WORKING DATA |
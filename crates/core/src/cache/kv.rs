//! Key-value operations over the `kv` table.
//!
//! Values are opaque strings. Listing walks keys in lexicographic order and
//! hands back the last key of the page as the continuation cursor.

use async_trait::async_trait;
use tokio_rusqlite::params;
use tokio_rusqlite::rusqlite::OptionalExtension;

use super::connection::CacheDb;
use crate::Error;

/// One page of a prefix listing.
#[derive(Debug, Clone, Default, PartialEq, Eq)]
pub struct ListPage {
    pub keys: Vec<String>,
    /// Pass back to `list` to continue; `None` once the listing is complete.
    pub cursor: Option<String>,
    pub list_complete: bool,
}

/// Minimal string key-value store used by the capture cache and refresher.
#[async_trait]
pub trait KvStore: Send + Sync {
    async fn get(&self, key: &str) -> Result<Option<String>, Error>;

    async fn put(&self, key: &str, value: &str) -> Result<(), Error>;

    /// Deleting a missing key is not an error.
    async fn delete(&self, key: &str) -> Result<(), Error>;

    /// List keys starting with `prefix`, at most `limit` per page.
    async fn list(&self, prefix: &str, cursor: Option<&str>, limit: usize) -> Result<ListPage, Error>;
}

#[async_trait]
impl KvStore for CacheDb {
    async fn get(&self, key: &str) -> Result<Option<String>, Error> {
        let key = key.to_string();
        self.conn
            .call(move |conn| -> Result<Option<String>, Error> {
                let value = conn
                    .query_row("SELECT value FROM kv WHERE key = ?1", params![key], |row| row.get(0))
                    .optional()?;
                Ok(value)
            })
            .await
            .map_err(Error::from)
    }

    async fn put(&self, key: &str, value: &str) -> Result<(), Error> {
        let key = key.to_string();
        let value = value.to_string();
        self.conn
            .call(move |conn| -> Result<(), Error> {
                conn.execute(
                    "INSERT INTO kv (key, value, updated_at) VALUES (?1, ?2, ?3)
                     ON CONFLICT(key) DO UPDATE SET
                        value = excluded.value,
                        updated_at = excluded.updated_at",
                    params![key, value, chrono::Utc::now().to_rfc3339()],
                )?;
                Ok(())
            })
            .await
            .map_err(Error::from)
    }

    async fn delete(&self, key: &str) -> Result<(), Error> {
        let key = key.to_string();
        self.conn
            .call(move |conn| -> Result<(), Error> {
                conn.execute("DELETE FROM kv WHERE key = ?1", params![key])?;
                Ok(())
            })
            .await
            .map_err(Error::from)
    }

    async fn list(&self, prefix: &str, cursor: Option<&str>, limit: usize) -> Result<ListPage, Error> {
        let prefix = prefix.to_string();
        let after = cursor.unwrap_or("").to_string();
        let limit = limit.max(1);
        let fetch = i64::try_from(limit).unwrap_or(i64::MAX - 1) + 1;

        let mut keys = self
            .conn
            .call(move |conn| -> Result<Vec<String>, Error> {
                let mut stmt = conn.prepare(
                    "SELECT key FROM kv
                     WHERE substr(key, 1, length(?1)) = ?1 AND key > ?2
                     ORDER BY key
                     LIMIT ?3",
                )?;
                let rows = stmt.query_map(params![prefix, after, fetch], |row| row.get::<_, String>(0))?;
                let mut keys = Vec::new();
                for key in rows {
                    keys.push(key?);
                }
                Ok(keys)
            })
            .await
            .map_err(Error::from)?;

        let list_complete = keys.len() <= limit;
        keys.truncate(limit);
        let cursor = if list_complete { None } else { keys.last().cloned() };

        Ok(ListPage { keys, cursor, list_complete })
    }
}

#[cfg(test)]
mod tests {
    use super::*;

    async fn seeded(keys: &[&str]) -> CacheDb {
        let db = CacheDb::open_in_memory().await.unwrap();
        for key in keys {
            db.put(key, "v").await.unwrap();
        }
        db
    }

    #[tokio::test]
    async fn test_put_get_overwrite() {
        let db = CacheDb::open_in_memory().await.unwrap();
        assert_eq!(db.get("a").await.unwrap(), None);

        db.put("a", "1").await.unwrap();
        db.put("a", "2").await.unwrap();
        assert_eq!(db.get("a").await.unwrap(), Some("2".to_string()));
    }

    #[tokio::test]
    async fn test_delete_missing_is_ok() {
        let db = seeded(&["a"]).await;
        db.delete("a").await.unwrap();
        db.delete("a").await.unwrap();
        assert_eq!(db.get("a").await.unwrap(), None);
    }

    #[tokio::test]
    async fn test_list_filters_prefix() {
        let db = seeded(&["url|https://a.dev/", "legacy.dev", "url|https://b.dev/", "cron|cursor:url"]).await;
        let page = db.list("url|", None, 10).await.unwrap();
        assert_eq!(page.keys, vec!["url|https://a.dev/", "url|https://b.dev/"]);
        assert!(page.list_complete);
        assert!(page.cursor.is_none());
    }

    #[tokio::test]
    async fn test_list_prefix_is_literal() {
        let db = seeded(&["a_c", "abc"]).await;
        let page = db.list("a_", None, 10).await.unwrap();
        assert_eq!(page.keys, vec!["a_c"]);
    }

    #[tokio::test]
    async fn test_list_paginates_with_cursor() {
        let db = seeded(&["p|1", "p|2", "p|3", "p|4", "p|5"]).await;

        let first = db.list("p|", None, 2).await.unwrap();
        assert_eq!(first.keys, vec!["p|1", "p|2"]);
        assert!(!first.list_complete);
        assert_eq!(first.cursor.as_deref(), Some("p|2"));

        let second = db.list("p|", first.cursor.as_deref(), 2).await.unwrap();
        assert_eq!(second.keys, vec!["p|3", "p|4"]);

        let third = db.list("p|", second.cursor.as_deref(), 2).await.unwrap();
        assert_eq!(third.keys, vec!["p|5"]);
        assert!(third.list_complete);
        assert!(third.cursor.is_none());
    }

    #[tokio::test]
    async fn test_list_exact_page_is_complete() {
        let db = seeded(&["p|1", "p|2"]).await;
        let page = db.list("p|", None, 2).await.unwrap();
        assert_eq!(page.keys.len(), 2);
        assert!(page.list_complete);
    }
}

WORK ORDER | Find every line in the records above that contains the word "CacheDb", and copy each one.

WRITTEN RESPONSE |
use super::connection::CacheDb;
impl KvStore for CacheDb {
    async fn seeded(keys: &[&str]) -> CacheDb {
        let db = CacheDb::open_in_memory().await.unwrap();
        let db = CacheDb::open_in_memory().await.unwrap();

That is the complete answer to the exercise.